\section{Setup and Related Work}\label{sec:setup}
 
We consider the setting where we have a dataset $\mathcal{D}_n = \{(\x_i, \y_{i})\}_{i=1}^n$ of $n$ independent samples where, for each patient $i$, $\x_i$ is a $p$-dimensional feature vector and $\y_{i} \in \{0, 1\}^M$ is a vector of $M$ binary outcomes.
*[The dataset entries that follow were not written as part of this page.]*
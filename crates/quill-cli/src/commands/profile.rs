use std::path::Path;

use quill_core::sync::{ProtocolKind, SyncProfile};

use crate::commands::common::open_store;
use crate::config_profiles::ProfilesConfig;
use crate::error::CliError;

pub fn run_profile_add(
    name: &str,
    protocol: ProtocolKind,
    settings: &[(String, String)],
    profiles_path: &Path,
) -> Result<SyncProfile, CliError> {
    let mut config = ProfilesConfig::load_from_path(profiles_path)?;
    let profile = settings
        .iter()
        .fold(SyncProfile::new(name, protocol), |profile, (key, value)| {
            profile.with_setting(key, value)
        });

    let stored = config.insert(profile)?.clone();
    config.save_to_path(profiles_path)?;
    tracing::info!("Added {} profile '{}'", stored.protocol, stored.name);

    println!("{}", stored.name);
    Ok(stored)
}

pub fn run_profile_list(as_json: bool, profiles_path: &Path) -> Result<(), CliError> {
    let config = ProfilesConfig::load_from_path(profiles_path)?;
    let profiles = config.profiles.values().collect::<Vec<_>>();

    if as_json {
        println!("{}", serde_json::to_string_pretty(&profiles)?);
        return Ok(());
    }

    if profiles.is_empty() {
        println!("No sync profiles configured.");
        return Ok(());
    }

    for profile in profiles {
        let settings = profile
            .settings
            .iter()
            .map(|(key, value)| format!("{key}={}", redact_setting(key, value)))
            .collect::<Vec<_>>()
            .join(" ");
        println!("{:<16}  {:<15}  {settings}", profile.name, profile.protocol);
    }
    Ok(())
}

pub async fn run_profile_remove(
    name: &str,
    profiles_path: &Path,
    data_dir: &Path,
) -> Result<SyncProfile, CliError> {
    let mut config = ProfilesConfig::load_from_path(profiles_path)?;
    let removed = config.remove(name)?;
    config.save_to_path(profiles_path)?;

    let store = open_store(data_dir).await?;
    store.reset_checkpoint(&removed.id).await?;

    println!("{}", removed.name);
    Ok(removed)
}

pub fn redact_setting<'a>(key: &str, value: &'a str) -> &'a str {
    if key == quill_core::sync::profile::keys::AUTH_TOKEN {
        "********"
    } else {
        value
    }
}
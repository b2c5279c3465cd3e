//! Local change collection against the last synchronized baseline.

use std::collections::HashMap;

use super::change::{ChangeKey, ChangePayload, ChangeRecord, EntityKind, Tombstone};
use super::store::EntityStore;
use crate::error::Result;

/// Produces the local change set for a session.
pub struct LocalChangeCollector<'a> {
    store: &'a dyn EntityStore,
}

impl<'a> LocalChangeCollector<'a> {
    pub fn new(store: &'a dyn EntityStore) -> Self {
        Self { store }
    }

    /// Local changes after `since`; everything when no baseline exists yet.
    ///
    /// Records are unique per `(entity_kind, id)`. An entity that is both
    /// modified and tombstoned in the window yields only its deletion.
    pub async fn collect_since(&self, since: Option<i64>) -> Result<Vec<ChangeRecord>> {
        let mut modified = Vec::new();
        for kind in EntityKind::ALL {
            modified.extend(self.store.modified_since(kind, since).await?);
        }
        let tombstones = self.store.tombstones_since(since).await?;

        let changes = merge_changes(modified, tombstones, since);
        tracing::debug!(
            "Collected {} local change(s) since {:?}",
            changes.len(),
            since
        );
        Ok(changes)
    }
}

/// Combine modified entities and tombstones into one record per entity.
pub fn merge_changes(
    modified: Vec<ChangePayload>,
    tombstones: Vec<Tombstone>,
    since: Option<i64>,
) -> Vec<ChangeRecord> {
    let mut records: HashMap<ChangeKey, ChangeRecord> = HashMap::new();

    for payload in modified {
        let timestamp = payload.updated_at();
        let is_new = !matches!(since, Some(baseline) if payload.created_at() <= baseline);
        let record = if is_new {
            ChangeRecord::created(payload, timestamp)
        } else {
            ChangeRecord::updated(payload, timestamp)
        };
        keep_latest(&mut records, record);
    }

    for tombstone in tombstones {
        let record = tombstone.into_record();
        match records.get(&record.key()) {
            Some(existing) if existing.is_deletion() && existing.timestamp() >= record.timestamp() => {}
            _ => {
                records.insert(record.key(), record);
            }
        }
    }

    records.into_values().collect()
}

/// Collapse a change list to the newest record per entity.
pub fn latest_per_entity(changes: Vec<ChangeRecord>) -> Vec<ChangeRecord> {
    let mut records = HashMap::new();
    for record in changes {
        keep_latest(&mut records, record);
    }
    records.into_values().collect()
}

fn keep_latest(records: &mut HashMap<ChangeKey, ChangeRecord>, record: ChangeRecord) {
    match records.get(&record.key()) {
        Some(existing) if existing.timestamp() >= record.timestamp() => {}
        _ => {
            records.insert(record.key(), record);
        }
    }
}

#[cfg(test)]
mod tests {
    use super::*;
    use crate::models::{Folder, Note};
    use crate::sync::ChangeKind;

    fn note_at(created_at: i64, updated_at: i64) -> Note {
        let mut note = Note::new("t", "c");
        note.created_at = created_at;
        note.updated_at = updated_at;
        note
    }

    #[test]
    fn classifies_created_and_updated_against_baseline() {
        let fresh = note_at(150, 150);
        let edited = note_at(50, 160);

        let records = merge_changes(
            vec![
                ChangePayload::Note(fresh.clone()),
                ChangePayload::Note(edited.clone()),
            ],
            Vec::new(),
            Some(100),
        );

        let kind_of = |id: String| {
            records
                .iter()
                .find(|record| record.id() == id)
                .map(ChangeRecord::change_kind)
        };
        assert_eq!(kind_of(fresh.id.as_str()), Some(ChangeKind::Created));
        assert_eq!(kind_of(edited.id.as_str()), Some(ChangeKind::Updated));
    }

    #[test]
    fn everything_is_created_without_baseline() {
        let records = merge_changes(
            vec![ChangePayload::Folder(Folder::new("Inbox"))],
            Vec::new(),
            None,
        );
        assert_eq!(records.len(), 1);
        assert_eq!(records[0].change_kind(), ChangeKind::Created);
    }

    #[test]
    fn deletion_wins_over_modification_of_same_entity() {
        let note = note_at(10, 200);
        let tombstone = Tombstone {
            entity_kind: EntityKind::Note,
            id: note.id.as_str(),
            deleted_at: 150,
        };

        let records = merge_changes(vec![ChangePayload::Note(note)], vec![tombstone], Some(0));
        assert_eq!(records.len(), 1);
        assert!(records[0].is_deletion());
        assert_eq!(records[0].timestamp(), 150);
    }

    #[test]
    fn same_id_in_different_kinds_stays_distinct() {
        let note = note_at(10, 20);
        let tombstone = Tombstone {
            entity_kind: EntityKind::Media,
            id: note.id.as_str(),
            deleted_at: 30,
        };

        let records = merge_changes(vec![ChangePayload::Note(note)], vec![tombstone], None);
        assert_eq!(records.len(), 2);
    }
}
We consider the case where $M=2$, though our results can easily be generalized to settings where $M > 2$. Without loss of generality, we let $y_{i, 1}$ be the label for a rare event of interest such that the event rate, $\frac{1}{n}\sum_{i=1}^n y_{i, 1}$, is low (e.g. 0.01, 0.001, ...) and we let $y_{i, 2}$ be the label for another more common, related event. 

We assume that the probabilities of $y_{i, 1}$ and $y_{i, 2}$ can be written as
\begin{equation}\label{eq:log-model}
    \begin{gathered}
    P(y_{i, 1} = 1 | \x_i) = \sigma(\bm{\theta}_1' h(\x_i)) \textrm{, and}
    \\
    P(y_{i, 2} = 1 | \x_i) = \sigma(\bm{\theta}_2' h(\x_i)).
    \end{gathered}
\end{equation}
In Equation~\ref{eq:log-model},  $\x_i$ is assumed to include a constant feature, $\sigma$ is the sigmoid function, $\bm{\theta}_1, \bm{\theta}_2 \in \mathbb{R}^d$, and $h:\mathbb{R}^{p} \to \mathbb{R}^d$ is a function that maps $\x_i$ to a $d$-dimensional vector of latent features.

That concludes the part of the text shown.